▶ _Records shown_
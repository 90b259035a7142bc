use std::fmt;

use voxel_bt::{Leaf, NodeState};
use voxel_core::Status;

use crate::{Action, AgentContext, Condition, Coordination};

/// Leaf type of every compiled agent tree.
#[derive(Debug, Clone, PartialEq)]
pub enum Behaviour {
    Condition(Condition),
    Action(Action),
    Coordination(Coordination),
}

impl Behaviour {
    pub fn as_condition(&self) -> Option<&Condition> {
        match self {
            Behaviour::Condition(c) => Some(c),
            _ => None,
        }
    }

    pub fn as_action(&self) -> Option<&Action> {
        match self {
            Behaviour::Action(a) => Some(a),
            _ => None,
        }
    }

    pub fn as_coordination(&self) -> Option<&Coordination> {
        match self {
            Behaviour::Coordination(c) => Some(c),
            _ => None,
        }
    }
}

impl From<Condition> for Behaviour {
    fn from(value: Condition) -> Self {
        Behaviour::Condition(value)
    }
}

impl From<Action> for Behaviour {
    fn from(value: Action) -> Self {
        Behaviour::Action(value)
    }
}

impl From<Coordination> for Behaviour {
    fn from(value: Coordination) -> Self {
        Behaviour::Coordination(value)
    }
}

impl<'a> Leaf<AgentContext<'a>> for Behaviour {
    fn tick(&mut self, ctx: &mut AgentContext<'a>) -> Status {
        match self {
            Behaviour::Condition(c) => c.evaluate(ctx.observation, ctx.knowledge).into(),
            Behaviour::Action(a) => a.tick(ctx),
            Behaviour::Coordination(c) => c.tick(ctx.agent, ctx.blackboard),
        }
    }

    fn on_exit(&mut self, ctx: &mut AgentContext<'a>, new_state: NodeState) {
        if let Behaviour::Action(a) = self {
            a.on_exit(ctx, new_state);
        }
    }
}

impl fmt::Display for Behaviour {
    fn fmt(&self, f: &mut fmt::Formatter<'_>) -> fmt::Result {
        match self {
            Behaviour::Condition(c) => c.fmt(f),
            Behaviour::Action(a) => a.fmt(f),
            Behaviour::Coordination(c) => c.fmt(f),
        }
    }
}
mod common;

use common::Frame;
use voxel_catalog::{Behaviour, Condition};
use voxel_core::{
    BlockPos, Entity, Inventory, InventorySlot, ItemId, PickaxeTier, Position, Status,
};

fn holds(frame: &Frame, condition: &Condition) -> bool {
    condition.evaluate(&frame.observation, &frame.knowledge)
}

#[test]
fn zero_amount_is_always_satisfied() {
    let frame = Frame::blind();
    assert!(holds(&frame, &Condition::has_item(ItemId::DIAMOND, 0)));
    assert!(holds(&frame, &Condition::has_item_shared(ItemId::DIAMOND, 0)));
    assert!(!holds(&frame, &Condition::has_item(ItemId::DIAMOND, 1)));
}

#[test]
fn missing_frame_data_fails() {
    let frame = Frame::blind();
    let all = [
        Condition::has_item_equipped(ItemId::STONE_PICKAXE),
        Condition::HasPickupNearby { item: ItemId::LOG },
        Condition::IsBlockWithinReach { block: ItemId::AIR },
        Condition::IsBlockObservable { block: ItemId::AIR },
        Condition::IsAnimalWithinReach { specie: ItemId::COW },
        Condition::IsAnimalObservable { specie: ItemId::COW },
        Condition::IsPositionWithinReach { position: BlockPos::new(0, 0, 0) },
        Condition::is_block_at(ItemId::AIR, BlockPos::new(0, 0, 0)),
        Condition::HasPickaxeByMinimumTier { tier: PickaxeTier::Wooden },
        Condition::HasBestPickaxeByMinimumTierEquipped { tier: PickaxeTier::Wooden },
        Condition::HasNoEnemyNearby,
    ];
    for condition in all {
        assert!(!holds(&frame, &condition), "{condition} held on an empty frame");
    }
}

#[test]
fn evaluation_is_idempotent_and_side_effect_free() {
    let mut frame = Frame::new().holding(&[(ItemId::LOG, 2), (ItemId::WOODEN_PICKAXE, 1)]);
    frame.block(BlockPos::new(2, 64, 0), ItemId::LOG);

    let mut leaves = [
        Condition::has_item(ItemId::LOG, 2),
        Condition::has_item(ItemId::LOG, 3),
        Condition::has_item_equipped(ItemId::LOG),
        Condition::IsBlockWithinReach { block: ItemId::LOG },
        Condition::IsBlockObservable { block: ItemId::STONE },
        Condition::HasBestPickaxeByMinimumTierEquipped { tier: PickaxeTier::Wooden },
        Condition::HasNoEnemyNearby,
    ]
    .map(Behaviour::from);

    for leaf in leaves.iter_mut() {
        let first = frame.tick(leaf);
        let second = frame.tick(leaf);
        assert_eq!(first, second, "{leaf}");
        assert_ne!(first, Status::Running);
    }
    assert!(frame.commands.commands.is_empty());
    assert!(frame.blackboard.is_empty());
}

#[test]
fn reach_is_measured_from_the_eye() {
    let mut frame = Frame::new();
    frame.block(BlockPos::new(9, 64, 0), ItemId::LOG);
    let reachable = Condition::IsBlockWithinReach { block: ItemId::LOG };
    let visible = Condition::IsBlockObservable { block: ItemId::LOG };
    assert!(!holds(&frame, &reachable));
    assert!(holds(&frame, &visible));

    frame.block(BlockPos::new(2, 64, 0), ItemId::LOG);
    assert!(holds(&frame, &reachable));

    let near = Condition::IsPositionWithinReach { position: BlockPos::new(0, 64, 3) };
    let far = Condition::IsPositionWithinReach { position: BlockPos::new(0, 64, 8) };
    assert!(holds(&frame, &near));
    assert!(!holds(&frame, &far));
}

#[test]
fn pickups_and_animals_by_distance() {
    let mut frame = Frame::new();
    frame.pickup(ItemId::LOG, Position::new(30.0, 64.0, 0.5));
    let pickup = Condition::HasPickupNearby { item: ItemId::LOG };
    assert!(!holds(&frame, &pickup));
    frame.pickup(ItemId::LOG, Position::new(3.0, 64.0, 0.5));
    assert!(holds(&frame, &pickup));

    frame.animal(ItemId::COW, Position::new(6.5, 64.0, 0.5));
    let observable = Condition::IsAnimalObservable { specie: ItemId::COW };
    let reachable = Condition::IsAnimalWithinReach { specie: ItemId::COW };
    assert!(holds(&frame, &observable));
    assert!(!holds(&frame, &reachable));
    frame.animal(ItemId::COW, Position::new(2.0, 64.0, 0.5));
    assert!(holds(&frame, &reachable));
    assert!(!holds(&frame, &Condition::IsAnimalObservable { specie: ItemId::PIG }));
}

#[test]
fn block_at_position_reads_the_grid() {
    let mut frame = Frame::new();
    let spot = BlockPos::new(0, 64, 3);
    let fence = Condition::is_block_at(ItemId::FENCE, spot);
    assert!(!holds(&frame, &fence));
    frame.block(spot, ItemId::FENCE);
    assert!(holds(&frame, &fence));
    // Outside the observed grid.
    assert!(!holds(&frame, &Condition::is_block_at(ItemId::AIR, BlockPos::new(40, 64, 0))));
}

#[test]
fn best_pickaxe_must_be_in_hand() {
    let mut frame = Frame::new().slots(vec![
        Some(InventorySlot::new(ItemId::WOODEN_PICKAXE, 1)),
        Some(InventorySlot::new(ItemId::IRON_PICKAXE, 1)),
    ]);
    let tier = |tier| Condition::HasPickaxeByMinimumTier { tier };
    let best = |tier| Condition::HasBestPickaxeByMinimumTierEquipped { tier };

    assert!(holds(&frame, &tier(PickaxeTier::Stone)));
    assert!(holds(&frame, &tier(PickaxeTier::Iron)));
    assert!(!holds(&frame, &tier(PickaxeTier::Diamond)));

    // Holding the wooden pickaxe while an iron one is available.
    assert!(!holds(&frame, &best(PickaxeTier::Wooden)));
    frame.observation.selected_slot = 1;
    assert!(holds(&frame, &best(PickaxeTier::Wooden)));
    assert!(holds(&frame, &best(PickaxeTier::Iron)));
    assert!(!holds(&frame, &best(PickaxeTier::Diamond)));
}

#[test]
fn enemies_only_matter_when_close() {
    let mut frame = Frame::new();
    assert!(holds(&frame, &Condition::HasNoEnemyNearby));
    frame
        .observation
        .entities
        .enemies
        .push(Entity::new("zombie", Position::new(20.5, 64.0, 0.5)));
    assert!(holds(&frame, &Condition::HasNoEnemyNearby));
    frame
        .observation
        .entities
        .enemies
        .push(Entity::new("zombie", Position::new(5.5, 64.0, 0.5)));
    assert!(!holds(&frame, &Condition::HasNoEnemyNearby));
}

#[test]
fn shared_stock_prefers_the_team_inventory() {
    let mut frame = Frame::new().holding(&[(ItemId::FENCE, 1)]);
    let shared = Condition::has_item_shared(ItemId::FENCE, 5);
    assert!(!holds(&frame, &shared));

    frame.observation.team_inventory = Some(Inventory::from_items([(ItemId::FENCE, 5)]));
    assert!(holds(&frame, &shared));
    assert!(!holds(&frame, &Condition::has_item(ItemId::FENCE, 5)));
}

#[test]
fn amount_is_ignored_for_identity() {
    assert_eq!(
        Condition::has_item(ItemId::PLANKS, 4).without_amount(),
        Condition::has_item(ItemId::PLANKS, 12).without_amount(),
    );
    assert_ne!(
        Condition::has_item(ItemId::PLANKS, 4).without_amount(),
        Condition::has_item(ItemId::STICK, 4).without_amount(),
    );
    assert_eq!(
        Condition::HasNoEnemyNearby.without_amount(),
        Condition::HasNoEnemyNearby
    );
}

▶ _Requirement_
Lines with the word "IsAnimalWithinReach" in the data need counting; report the count alone.

▶ _Output of the exercise_
2